§ RAW DATA

##############################

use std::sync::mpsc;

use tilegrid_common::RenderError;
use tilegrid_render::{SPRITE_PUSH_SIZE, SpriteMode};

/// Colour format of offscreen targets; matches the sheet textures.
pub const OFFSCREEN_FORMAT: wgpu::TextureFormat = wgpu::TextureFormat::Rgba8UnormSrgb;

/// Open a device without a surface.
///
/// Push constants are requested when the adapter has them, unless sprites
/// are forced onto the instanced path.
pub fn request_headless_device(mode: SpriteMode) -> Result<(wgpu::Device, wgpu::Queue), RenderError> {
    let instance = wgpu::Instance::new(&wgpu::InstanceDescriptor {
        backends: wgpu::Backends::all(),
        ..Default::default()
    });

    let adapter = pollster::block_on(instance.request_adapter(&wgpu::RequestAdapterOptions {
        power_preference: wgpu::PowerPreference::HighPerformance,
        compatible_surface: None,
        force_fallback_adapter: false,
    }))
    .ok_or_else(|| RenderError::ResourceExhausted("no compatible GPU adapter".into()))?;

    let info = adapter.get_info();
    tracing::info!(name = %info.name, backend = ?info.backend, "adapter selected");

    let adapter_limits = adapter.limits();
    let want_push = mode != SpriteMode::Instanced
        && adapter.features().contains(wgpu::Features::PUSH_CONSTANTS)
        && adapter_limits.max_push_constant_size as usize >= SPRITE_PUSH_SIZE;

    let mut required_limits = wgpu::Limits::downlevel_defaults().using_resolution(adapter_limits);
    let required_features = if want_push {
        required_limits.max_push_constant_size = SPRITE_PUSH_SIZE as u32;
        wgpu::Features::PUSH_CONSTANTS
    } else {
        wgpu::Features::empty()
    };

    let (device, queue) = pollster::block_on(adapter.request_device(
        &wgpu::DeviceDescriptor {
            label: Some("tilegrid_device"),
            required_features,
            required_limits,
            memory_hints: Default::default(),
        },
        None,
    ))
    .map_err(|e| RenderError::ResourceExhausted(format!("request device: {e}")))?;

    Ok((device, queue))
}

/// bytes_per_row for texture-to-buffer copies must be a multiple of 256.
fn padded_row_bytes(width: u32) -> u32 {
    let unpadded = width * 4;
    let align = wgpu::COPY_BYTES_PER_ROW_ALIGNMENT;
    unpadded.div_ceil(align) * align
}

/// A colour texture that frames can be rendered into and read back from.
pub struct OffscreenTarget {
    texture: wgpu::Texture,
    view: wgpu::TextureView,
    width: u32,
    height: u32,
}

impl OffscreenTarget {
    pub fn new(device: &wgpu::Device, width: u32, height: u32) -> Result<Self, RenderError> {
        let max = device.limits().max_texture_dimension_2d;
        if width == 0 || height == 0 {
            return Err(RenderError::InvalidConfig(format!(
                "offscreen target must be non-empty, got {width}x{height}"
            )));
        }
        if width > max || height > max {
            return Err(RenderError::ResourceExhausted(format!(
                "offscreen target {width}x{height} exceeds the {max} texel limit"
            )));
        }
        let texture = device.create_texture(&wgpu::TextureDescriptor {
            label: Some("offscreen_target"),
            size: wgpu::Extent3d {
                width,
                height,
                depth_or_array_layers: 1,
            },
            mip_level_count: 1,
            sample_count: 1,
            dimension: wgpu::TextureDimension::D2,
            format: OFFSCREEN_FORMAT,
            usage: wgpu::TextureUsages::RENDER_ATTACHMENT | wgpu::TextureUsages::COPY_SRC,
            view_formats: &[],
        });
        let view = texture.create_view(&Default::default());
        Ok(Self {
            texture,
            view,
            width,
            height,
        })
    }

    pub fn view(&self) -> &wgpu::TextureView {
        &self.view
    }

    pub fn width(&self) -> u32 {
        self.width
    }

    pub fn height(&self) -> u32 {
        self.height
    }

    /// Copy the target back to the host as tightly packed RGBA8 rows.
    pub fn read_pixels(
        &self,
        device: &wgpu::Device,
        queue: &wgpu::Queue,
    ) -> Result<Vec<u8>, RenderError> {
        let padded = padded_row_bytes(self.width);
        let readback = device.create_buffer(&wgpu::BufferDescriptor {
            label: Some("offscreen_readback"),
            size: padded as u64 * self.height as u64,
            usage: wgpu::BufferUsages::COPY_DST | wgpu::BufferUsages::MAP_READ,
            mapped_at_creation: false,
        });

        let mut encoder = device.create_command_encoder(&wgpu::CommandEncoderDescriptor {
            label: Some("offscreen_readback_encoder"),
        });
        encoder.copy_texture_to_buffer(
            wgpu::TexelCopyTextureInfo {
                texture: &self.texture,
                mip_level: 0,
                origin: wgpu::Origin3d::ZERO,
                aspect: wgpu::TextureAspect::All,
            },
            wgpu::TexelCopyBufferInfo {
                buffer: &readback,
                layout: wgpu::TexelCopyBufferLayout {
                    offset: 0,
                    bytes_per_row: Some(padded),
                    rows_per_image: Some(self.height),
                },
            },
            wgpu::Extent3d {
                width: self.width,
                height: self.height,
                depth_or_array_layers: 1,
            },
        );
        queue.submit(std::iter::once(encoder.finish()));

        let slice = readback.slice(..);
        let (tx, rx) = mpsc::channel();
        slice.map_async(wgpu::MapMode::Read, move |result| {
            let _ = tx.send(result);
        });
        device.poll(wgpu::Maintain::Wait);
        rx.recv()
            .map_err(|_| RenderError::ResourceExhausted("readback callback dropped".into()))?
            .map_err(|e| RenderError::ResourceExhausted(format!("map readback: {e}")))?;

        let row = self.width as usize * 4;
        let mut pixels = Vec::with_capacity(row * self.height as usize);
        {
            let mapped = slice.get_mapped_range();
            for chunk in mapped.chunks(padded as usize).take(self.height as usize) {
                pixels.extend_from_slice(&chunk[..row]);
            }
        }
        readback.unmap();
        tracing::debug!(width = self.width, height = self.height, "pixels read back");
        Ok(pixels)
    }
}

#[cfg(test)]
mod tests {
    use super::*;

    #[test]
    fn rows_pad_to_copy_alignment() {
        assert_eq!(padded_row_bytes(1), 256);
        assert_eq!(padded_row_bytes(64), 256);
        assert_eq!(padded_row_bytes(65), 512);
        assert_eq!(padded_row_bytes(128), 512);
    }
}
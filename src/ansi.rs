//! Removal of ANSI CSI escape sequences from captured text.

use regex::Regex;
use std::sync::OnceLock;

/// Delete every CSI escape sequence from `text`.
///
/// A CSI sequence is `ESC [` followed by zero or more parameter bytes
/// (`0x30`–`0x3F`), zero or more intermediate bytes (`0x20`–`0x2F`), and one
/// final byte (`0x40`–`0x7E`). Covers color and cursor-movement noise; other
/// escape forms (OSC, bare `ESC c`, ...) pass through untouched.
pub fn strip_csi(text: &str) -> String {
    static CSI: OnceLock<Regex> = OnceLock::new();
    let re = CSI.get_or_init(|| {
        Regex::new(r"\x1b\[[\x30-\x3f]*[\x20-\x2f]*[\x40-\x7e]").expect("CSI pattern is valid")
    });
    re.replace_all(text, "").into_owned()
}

##############################

§ TASK
Where a line above holds the word "label", copy it.

§ WRITTEN ANSWER
            label: Some("tilegrid_device"),
            label: Some("offscreen_target"),
            label: Some("offscreen_readback"),
            label: Some("offscreen_readback_encoder"),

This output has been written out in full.